Le procès du ’hassidisme
Cependant, ce nous venons d’évoquer n’a trait qu’à la superficie des événements et n’en constitue pas l’aspect le plus important. De toute évidence, un caractère plus profond se cache en arrière-plan. (Lire la suite)
Souvenons-nous d’abord du contexte historique. Le mouvement ‘hassidique en était alors à ses débuts et bien qu’il fût déjà en pleine expansion, de nombreux adversaires se brandissaient sur sa route. Cette opposition, loin de s’effacer après la disparition du Gaon de Vilna, prit au contraire une tournure de plus en plus aigue et agressive. La pression exercée par différents chefs de communauté contre les ‘hassidim, forte de toutes sortes de moyens et de murs dressés, conduisit à une haine fraternelle considérable. Les calomnies dirigées contre l’Admour Hazaken par un petit groupe d’individus exprimaient ce dur ressentiment et annonçaient l’aggravation de ce combat spirituel.

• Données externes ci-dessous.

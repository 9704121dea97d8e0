use std::time::Duration;

use stringmatch::Needle;

use crate::common::config::ElementPoller;
use crate::error::{WebDriverError, WebDriverResult};
use crate::query::conditions::{self, handle_errors, ElementPredicate};
use crate::query::poller::ElementPollerTicker;
use crate::webelement::WebElement;

/// High-level interface for performing explicit waits using the builder pattern.
///
/// # Example:
/// ```no_run
/// # use widgetdriver_sync::prelude::*;
/// #
/// # fn main() -> WebDriverResult<()> {
/// #     let caps = DesiredCapabilities::chrome();
/// #     let driver = WebDriver::new("http://localhost:4444/wd/hub", &caps)?;
/// let popup = driver.find_element(By::Id("country_popup"))?;
/// // Wait until the drop-down is displayed.
/// popup.wait_until().displayed()?;
/// #     Ok(())
/// # }
/// ```
#[derive(Debug, Clone)]
pub struct ElementWaiter<'a> {
    element: &'a WebElement<'a>,
    poller: ElementPoller,
    message: String,
    ignore_errors: bool,
}

impl<'a> ElementWaiter<'a> {
    fn new(element: &'a WebElement<'a>, poller: ElementPoller) -> Self {
        Self {
            element,
            poller,
            message: String::new(),
            ignore_errors: true,
        }
    }

    /// Use the specified ElementPoller for this ElementWaiter.
    /// This will not affect the default ElementPoller used for other waits.
    pub fn with_poller(mut self, poller: ElementPoller) -> Self {
        self.poller = poller;
        self
    }

    /// Provide a human-readable error message to be returned in the case of timeout.
    pub fn error(mut self, message: &str) -> Self {
        self.message = message.to_string();
        self
    }

    /// By default a waiter will ignore any errors that occur while polling for the desired
    /// condition(s). However, this behaviour can be modified so that the waiter will return
    /// early if an error is returned by the WebDriver server.
    pub fn ignore_errors(mut self, ignore: bool) -> Self {
        self.ignore_errors = ignore;
        self
    }

    /// Force this ElementWaiter to wait for the specified timeout, polling once
    /// after each interval.
    pub fn wait(self, timeout: Duration, interval: Duration) -> Self {
        self.with_poller(ElementPoller::TimeoutWithInterval(timeout, interval))
    }

    fn run_poller(&self, conditions: Vec<ElementPredicate>) -> WebDriverResult<bool> {
        let mut ticker = ElementPollerTicker::new(self.poller);
        loop {
            let mut conditions_met = true;
            for f in &conditions {
                if !f(self.element)? {
                    conditions_met = false;
                    break;
                }
            }

            if conditions_met {
                return Ok(true);
            }

            if !ticker.tick() {
                return Ok(false);
            }
        }
    }

    fn timeout(self) -> WebDriverResult<()> {
        Err(WebDriverError::Timeout(self.message))
    }

    pub fn condition(self, f: ElementPredicate) -> WebDriverResult<()> {
        self.conditions(vec![f])
    }

    pub fn conditions(self, conditions: Vec<ElementPredicate>) -> WebDriverResult<()> {
        match self.run_poller(conditions)? {
            true => Ok(()),
            false => self.timeout(),
        }
    }

    /// Wait until the element has been detached from the page.
    pub fn stale(self) -> WebDriverResult<()> {
        let ignore_errors = self.ignore_errors;
        self.condition(Box::new(move |elem| {
            handle_errors(elem.is_present().map(|x| !x), ignore_errors)
        }))
    }

    pub fn displayed(self) -> WebDriverResult<()> {
        let ignore_errors = self.ignore_errors;
        self.condition(conditions::element_is_displayed(ignore_errors))
    }

    pub fn not_displayed(self) -> WebDriverResult<()> {
        let ignore_errors = self.ignore_errors;
        self.condition(conditions::element_is_not_displayed(ignore_errors))
    }

    pub fn enabled(self) -> WebDriverResult<()> {
        let ignore_errors = self.ignore_errors;
        self.condition(conditions::element_is_enabled(ignore_errors))
    }

    pub fn has_text<N>(self, text: N) -> WebDriverResult<()>
    where
        N: Needle + Clone + Send + Sync + 'static,
    {
        let ignore_errors = self.ignore_errors;
        self.condition(conditions::element_has_text(text, ignore_errors))
    }

    pub fn has_class<N>(self, class_name: N) -> WebDriverResult<()>
    where
        N: Needle + Clone + Send + Sync + 'static,
    {
        let ignore_errors = self.ignore_errors;
        self.condition(conditions::element_has_class(class_name, ignore_errors))
    }

    pub fn has_attribute<S, N>(self, attribute_name: S, value: N) -> WebDriverResult<()>
    where
        S: Into<String>,
        N: Needle + Clone + Send + Sync + 'static,
    {
        let ignore_errors = self.ignore_errors;
        self.condition(conditions::element_has_attribute(attribute_name, value, ignore_errors))
    }
}

/// Trait for enabling the ElementWaiter interface.
pub trait ElementWaitable {
    fn wait_until(&self) -> ElementWaiter;
}

impl ElementWaitable for WebElement<'_> {
    /// Return an ElementWaiter using the session's default poller.
    fn wait_until(&self) -> ElementWaiter {
        let poller: ElementPoller = self.session().config().query_poller;
        ElementWaiter::new(self, poller)
    }
}

#[cfg(test)]
mod tests {
    use super::*;
    use crate::common::command::RequestMethod;
    use crate::common::types::ElementId;
    use crate::http::mock_sync::MockDriverSync;
    use serde_json::json;

    #[test]
    fn test_wait_until_attribute() {
        let mock = MockDriverSync::new();
        mock.on_sequence(
            RequestMethod::Get,
            "/element/n1/attribute/aria-expanded",
            vec![json!("false"), json!("false"), json!("true")],
        );
        let session = mock.session();
        let elem = WebElement::new(&session, ElementId::from("n1"));
        elem.wait_until()
            .with_poller(ElementPoller::NumTriesWithInterval(5, Duration::from_millis(1)))
            .has_attribute("aria-expanded", "true")
            .expect("attribute should become true");
        assert_eq!(mock.requests().len(), 3);
    }

    #[test]
    fn test_wait_times_out_with_message() {
        let mock = MockDriverSync::new();
        mock.on_request(RequestMethod::Get, "/element/p1/displayed", json!(false));
        let session = mock.session();
        let elem = WebElement::new(&session, ElementId::from("p1"));
        let err = elem
            .wait_until()
            .with_poller(ElementPoller::NumTriesWithInterval(2, Duration::from_millis(1)))
            .error("popup never opened")
            .displayed()
            .unwrap_err();
        match err {
            WebDriverError::Timeout(msg) => assert_eq!(msg, "popup never opened"),
            e => panic!("unexpected error: {:?}", e),
        }
    }
}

L’incarcération de Rabbi Chnéour de Liady représentait en fait une vaste épreuve. L’issue négative de son procès aurait eu une conséquence des plus claires : le gouvernement tsariste se serait vu donner le feu vert pour réprimer avec force et avec une sévère cruauté le mouvement ‘hassidique, dans son ensemble et dans toutes ses branches. Et puisque les opposants au ‘hassidisme agissaient de l’intérieur – ne considéraient-ils pas les ‘hassidim comme une secte insolite ? –, la condamnation de l’Admour Hazaken aurait provoqué la destruction totale du mouvement.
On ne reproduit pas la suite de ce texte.